Redacción
Un nuevo caso ha generado controversia en Guadalajara tras la confesión pública de Naomi Sofía Figueroa Álvarez, funcionaria del Ayuntamiento, quien en una transmisión en vivo en redes sociales admitió haber participado en el sacrificio de un perro como parte de un ritual de santería. Según sus declaraciones, el acto tenía como propósito “quitar enemigos del camino”.
La funcionaria explicó que esta práctica está vinculada a su creencia en la religión orisha, afirmando: “Fue un sacrificio importante… cortaron a un perro para protegerme de quienes me quieren dañar. Todos caerán”.
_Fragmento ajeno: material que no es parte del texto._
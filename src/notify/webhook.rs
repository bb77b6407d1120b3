use std::time::Duration;

use reqwest::blocking::Client;
use serde::Serialize;
use url::Url;

use crate::{
    flag::{Diff, Flag},
    Error, Result,
};

use super::Notifier;

const COLOR_DELETED: &str = "#FF0000";
const COLOR_ADDED: &str = "#008000";
const COLOR_UPDATED: &str = "#FFA500";

/// Posts changes to a chat webhook (Slack incoming webhook format).
#[derive(Debug, Clone)]
pub struct WebhookNotifier {
    client: Client,
    url: Url,
}

#[derive(Debug, Serialize)]
struct Message {
    text: String,
    attachments: Vec<Attachment>,
}

#[derive(Debug, Serialize)]
struct Attachment {
    color: &'static str,
    title: String,
    #[serde(skip_serializing_if = "Vec::is_empty")]
    fields: Vec<Field>,
}

#[derive(Debug, PartialEq, Serialize)]
struct Field {
    title: String,
    value: String,
    short: bool,
}

impl WebhookNotifier {
    pub const REQUEST_TIMEOUT: Duration = Duration::from_secs(10);

    pub fn new(url: &str) -> Result<WebhookNotifier> {
        if url.is_empty() {
            return Err(Error::InvalidConfiguration(
                "webhook notifier requires a url".to_owned(),
            ));
        }
        let url = Url::parse(url).map_err(Error::InvalidUrl)?;
        let client = Client::builder()
            .timeout(WebhookNotifier::REQUEST_TIMEOUT)
            .build()?;
        Ok(WebhookNotifier { client, url })
    }

    fn message(diff: &Diff) -> Message {
        let deleted = diff.deleted.keys().map(|key| Attachment {
            color: COLOR_DELETED,
            title: format!("Flag \"{key}\" deleted"),
            fields: Vec::new(),
        });
        let added = diff.added.keys().map(|key| Attachment {
            color: COLOR_ADDED,
            title: format!("Flag \"{key}\" added"),
            fields: Vec::new(),
        });
        let updated = diff.updated.iter().map(|(key, change)| Attachment {
            color: COLOR_UPDATED,
            title: format!("Flag \"{key}\" updated"),
            fields: changes(&change.before, &change.after),
        });

        Message {
            text: "Changes detected in feature flags".to_owned(),
            attachments: deleted.chain(added).chain(updated).collect(),
        }
    }
}

fn render<T: Serialize>(value: &T) -> String {
    serde_json::to_string(value).unwrap_or_default()
}

fn change(title: String, before: String, after: String) -> Field {
    Field {
        title,
        value: format!("{before} => {after}"),
        short: false,
    }
}

/// Field-level differences between two versions of a flag.
fn changes(before: &Flag, after: &Flag) -> Vec<Field> {
    let mut fields = Vec::new();

    if before.disabled != after.disabled {
        fields.push(change(
            "disabled".to_owned(),
            render(&before.disabled),
            render(&after.disabled),
        ));
    }

    let mut variants: Vec<&String> = before.variants.keys().chain(after.variants.keys()).collect();
    variants.sort();
    variants.dedup();
    for name in variants {
        let (old, new) = (before.variants.get(name), after.variants.get(name));
        if old != new {
            fields.push(change(format!("variants.{name}"), render(&old), render(&new)));
        }
    }

    for index in 0..before.rules.len().max(after.rules.len()) {
        let (old, new) = (before.rules.get(index), after.rules.get(index));
        if old != new {
            fields.push(change(format!("rules.{index}"), render(&old), render(&new)));
        }
    }

    fields
}

impl Notifier for WebhookNotifier {
    fn notify(&self, diff: &Diff) -> Result<()> {
        let message = WebhookNotifier::message(diff);
        let response = self.client.post(self.url.clone()).json(&message).send()?;
        let status = response.status();
        if !status.is_success() {
            return Err(Error::UnexpectedStatus(status));
        }
        Ok(())
    }
}
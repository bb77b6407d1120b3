use std::collections::HashMap;

use derive_more::From;
use serde::{Deserialize, Serialize};

/// Caller-supplied attributes that targeting queries are evaluated against (e.g., a targeting
/// key, a plan, a country).
pub type EvaluationContext = HashMap<String, AttributeValue>;

/// A single evaluation context value.
#[derive(Debug, Serialize, Deserialize, PartialEq, From, Clone)]
#[serde(untagged)]
pub enum AttributeValue {
    String(String),
    Number(f64),
    Boolean(bool),
    Null,
}

impl From<&str> for AttributeValue {
    fn from(value: &str) -> Self {
        Self::String(value.to_owned())
    }
}

impl From<i64> for AttributeValue {
    fn from(value: i64) -> Self {
        Self::Number(value as f64)
    }
}
use std::{collections::BTreeMap, sync::Arc};

use crate::{
    config::FlagFormat,
    flag::{parse_flags, DisabledPatch, Flag, FlagSet},
    Error, FlagReader, FlagWriter, Result,
};

/// Outcome of [`AdminService::upsert_flag`].
#[derive(Debug, Clone, Copy, PartialEq, Eq)]
pub enum Upserted {
    Created,
    Updated,
}

/// Reads and writes flags directly against the store, bypassing the cache.
///
/// Changes become visible to evaluations after the next cache refresh.
pub struct AdminService {
    reader: Arc<dyn FlagReader + Send + Sync>,
    writer: Arc<dyn FlagWriter + Send + Sync>,
    format: FlagFormat,
}

impl AdminService {
    pub fn new(
        reader: Arc<dyn FlagReader + Send + Sync>,
        writer: Arc<dyn FlagWriter + Send + Sync>,
        format: FlagFormat,
    ) -> AdminService {
        AdminService {
            reader,
            writer,
            format,
        }
    }

    /// Flag `key` as stored, as a single-entry flag set.
    ///
    /// Returns [`Error::FlagNotFound`] if the store has no such flag.
    pub fn retrieve_flag(&self, key: &str) -> Result<FlagSet> {
        let bytes = self.reader.read_by_key(key).map_err(|err| match err {
            Error::RecordNotFound { key } => Error::FlagNotFound { key },
            err => err,
        })?;
        parse_flags(&bytes, self.format)
    }

    /// Every stored flag.
    pub fn retrieve_flags(&self) -> Result<FlagSet> {
        parse_flags(&self.reader.read_all()?, self.format)
    }

    /// Validate `flag` and store it under `key`, replacing any previous version.
    pub fn upsert_flag(&self, key: &str, mut flag: Flag) -> Result<Upserted> {
        flag.prepare(key)?;

        let upserted = match self.retrieve_flag(key) {
            Ok(_) => Upserted::Updated,
            Err(err) if err.is_not_found() => Upserted::Created,
            Err(err) => return Err(err),
        };

        self.write(key, &flag)?;
        log::info!(target: "flagserve", key; "flag {:?}", upserted);
        Ok(upserted)
    }

    /// Turn flag `key` on or off.
    pub fn patch_flag(&self, key: &str, patch: DisabledPatch) -> Result<Flag> {
        let disabled = patch.disabled.ok_or_else(|| {
            Error::InvalidRequest("body missing `disabled` boolean key".to_owned())
        })?;

        let mut flags = self.retrieve_flag(key)?;
        let mut flag = flags.remove(key).ok_or_else(|| Error::FlagNotFound {
            key: key.to_owned(),
        })?;
        flag.disabled = Some(disabled);

        self.write(key, &flag)?;
        log::info!(target: "flagserve", key, disabled; "flag patched");
        Ok(flag)
    }

    fn write(&self, key: &str, flag: &Flag) -> Result<()> {
        let bytes = self.format.encode(&BTreeMap::from([(key, flag)]))?;
        self.writer.write(key, &bytes)
    }
}

#[cfg(test)]
mod tests {
    use serde_json::json;

    use super::*;
    use crate::{error::ValidationError, store::MemoryStore};

    const FLAGS: &str = r#"
dark-mode:
  disabled: true
  variants:
    default: false
    enabled: true
"#;

    fn admin() -> (AdminService, Arc<MemoryStore>) {
        let store = Arc::new(MemoryStore::with_document(FlagFormat::Yaml, FLAGS));
        (
            AdminService::new(store.clone(), store.clone(), FlagFormat::Yaml),
            store,
        )
    }

    fn flag(variant: &str) -> Flag {
        Flag::new(
            "f",
            Some(false),
            BTreeMap::from([
                ("default".to_owned(), json!("a")),
                (variant.to_owned(), json!("b")),
            ]),
            vec![],
        )
        .unwrap()
    }

    #[test]
    fn retrieves_flags() {
        let (admin, _) = admin();
        assert!(admin.retrieve_flags().unwrap().contains_key("dark-mode"));
        assert!(admin.retrieve_flag("dark-mode").unwrap()["dark-mode"].is_disabled());

        let err = admin.retrieve_flag("missing").unwrap_err();
        assert!(matches!(err, Error::FlagNotFound { key } if key == "missing"));
    }

    #[test]
    fn upsert_creates_then_updates() {
        let (admin, _) = admin();
        assert_eq!(admin.upsert_flag("new", flag("x")).unwrap(), Upserted::Created);
        assert_eq!(admin.upsert_flag("new", flag("y")).unwrap(), Upserted::Updated);

        let flags = admin.retrieve_flags().unwrap();
        assert_eq!(flags.len(), 2);
        assert!(flags["new"].variants.contains_key("y"));
    }

    #[test]
    fn upsert_rejects_invalid_flag() {
        let (admin, _) = admin();
        let mut invalid = flag("x");
        invalid.variants.remove("default");
        let err = admin.upsert_flag("bad", invalid).unwrap_err();
        assert!(matches!(
            err,
            Error::Validation(ValidationError::MissingDefaultVariant { .. })
        ));
        assert!(!admin.retrieve_flags().unwrap().contains_key("bad"));
    }

    #[test]
    fn patch_toggles_disabled() {
        let (admin, _) = admin();
        let flag = admin
            .patch_flag("dark-mode", DisabledPatch { disabled: Some(false) })
            .unwrap();
        assert!(!flag.is_disabled());
        assert!(!admin.retrieve_flag("dark-mode").unwrap()["dark-mode"].is_disabled());
    }

    #[test]
    fn patch_requires_disabled_and_existing_flag() {
        let (admin, _) = admin();
        assert!(matches!(
            admin.patch_flag("dark-mode", DisabledPatch::default()),
            Err(Error::InvalidRequest(_))
        ));
        assert!(admin
            .patch_flag("missing", DisabledPatch { disabled: Some(true) })
            .unwrap_err()
            .is_not_found());
    }
}
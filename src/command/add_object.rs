use tracing::warn;

use crate::document::Scene;
use crate::topology::{GObject, GlobalId};

/// Inserts an object into the model; undo removes it again.
///
/// The object keeps its global id across undo and redo, so commands that
/// address it by id stay valid.
#[derive(Debug)]
pub struct AddObject {
    gid: GlobalId,
    name: String,
    /// Held here while the object is not in the model.
    object: Option<GObject>,
    executed: bool,
}

impl AddObject {
    #[must_use]
    pub fn new(object: GObject) -> Self {
        Self {
            gid: object.gid(),
            name: object.name.clone(),
            object: Some(object),
            executed: false,
        }
    }

    /// Global id of the added object.
    #[must_use]
    pub fn object_gid(&self) -> GlobalId {
        self.gid
    }

    #[must_use]
    pub fn object_name(&self) -> &str {
        &self.name
    }

    pub(crate) fn execute(&mut self, scene: &mut Scene) {
        debug_assert!(!self.executed, "add-object command executed twice");
        if let Some(object) = self.object.take() {
            scene.model.add_object(object);
        }
        self.executed = true;
    }

    pub(crate) fn unexecute(&mut self, scene: &mut Scene) {
        debug_assert!(self.executed, "add-object command undone twice");
        if let Some(id) = scene.model.find_object(self.gid) {
            match scene.model.remove_object(id) {
                Ok(object) => self.object = Some(object),
                Err(e) => warn!(error = %e, "added object could not be removed"),
            }
        }
        if scene.active_object == Some(self.gid) {
            scene.active_object = None;
        }
        self.executed = false;
    }
}
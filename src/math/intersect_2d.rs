use super::{Point2, TOLERANCE};

/// Bounded segment-segment intersection in 2D.
///
/// Returns `(intersection_point, t, u)` where `t` and `u` are the parameters
/// on the two segments, both in `[0, 1]`. Parallel segments never intersect.
#[must_use]
pub fn segment_segment_intersect_2d(
    a0: &Point2,
    a1: &Point2,
    b0: &Point2,
    b1: &Point2,
) -> Option<(Point2, f64, f64)> {
    let da = a1 - a0;
    let db = b1 - b0;

    let cross = da.x * db.y - da.y * db.x;
    if cross.abs() < TOLERANCE {
        return None;
    }

    let d = b0 - a0;
    let t = (d.x * db.y - d.y * db.x) / cross;
    let u = (d.x * da.y - d.y * da.x) / cross;

    // Use a small epsilon to include endpoints.
    let eps = TOLERANCE;
    if t >= -eps && t <= 1.0 + eps && u >= -eps && u <= 1.0 + eps {
        let t = t.clamp(0.0, 1.0);
        Some((a0 + da * t, t, u.clamp(0.0, 1.0)))
    } else {
        None
    }
}

/// Returns `true` if the segment touches the axis-aligned rectangle
/// `[min, max]`, either by having an endpoint inside or by crossing one of
/// its sides.
#[must_use]
pub fn segment_rect_intersect_2d(p0: &Point2, p1: &Point2, min: &Point2, max: &Point2) -> bool {
    let inside = |p: &Point2| p.x >= min.x && p.x <= max.x && p.y >= min.y && p.y <= max.y;
    if inside(p0) || inside(p1) {
        return true;
    }
    let corners = [
        Point2::new(min.x, min.y),
        Point2::new(max.x, min.y),
        Point2::new(max.x, max.y),
        Point2::new(min.x, max.y),
    ];
    (0..4).any(|i| {
        segment_segment_intersect_2d(p0, p1, &corners[i], &corners[(i + 1) % 4]).is_some()
    })
}

/// Returns `true` if the segment passes within `radius` of `center`.
#[must_use]
pub fn segment_circle_intersect_2d(p0: &Point2, p1: &Point2, center: &Point2, radius: f64) -> bool {
    let r2 = radius * radius;
    if (p0 - center).norm_squared() <= r2 || (p1 - center).norm_squared() <= r2 {
        return true;
    }
    let t = p1 - p0;
    let n = t.norm_squared();
    if n < TOLERANCE {
        return false;
    }
    let s = t.dot(&(center - p0)) / n;
    if !(0.0..=1.0).contains(&s) {
        return false;
    }
    let closest = p0 + t * s;
    (closest - center).norm_squared() <= r2
}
Figueroa Álvarez, de acuerdo con información de Grupo Reforma, trabaja como colaboradora especializada en la Dirección de Colmenas y Centros de Cuidado Comunitarios, una dependencia enfocada en fomentar la convivencia y el bienestar social, bajo la Coordinación General de Construcción de la Comunidad.
Fue contratada el 18 de marzo de 2025, con un salario bruto mensual de 18,400 pesos, que incluye apoyos por despensa y transporte.
El caso ha desatado indignación en redes sociales, donde colectivos defensores de los animales han exigido al gobierno municipal, liderado por Verónica Delgadillo, una investigación exhaustiva y la destitución inmediata de la funcionaria.
La legislación de Jalisco es clara al respecto: el Código Penal estatal sanciona el maltrato animal con penas de seis meses a tres años de prisión y multas de 200 a 1,000 veces el valor diario de la Unidad de Medida y Actualización (UMA). Asimismo, la Ley de Protección y Cuidado de los Animales prohíbe en su artículo 17 causar la muerte de animales sin justificación, y el artículo 25, fracción XII, veta explícitamente el uso de animales en ritos o tradiciones que comprometan su bienestar, sin excepciones por motivos religiosos.
La situación se agrava por la contradicción entre las acciones de Figueroa y los valores de la dependencia donde labora, cuya misión es promover el respeto y la armonía comunitaria.
Este contraste ha intensificado las críticas hacia la funcionaria y el silencio del Ayuntamiento, que hasta el momento no ha emitido un posicionamiento oficial.
Naomi Figueroa es hija de Susana Priscila Álvarez Hernández, exdirectora del Instituto Municipal de Atención a la Juventud (IMAJ), quien en 2019 fue sancionada por realizar un viaje no autorizado y ha sido señalada en un presunto caso de desfalco.
Actualmente, Álvarez Hernández trabaja en el gobierno estatal con un salario superior a los 50,000 pesos mensuales, según datos de Grupo Reforma.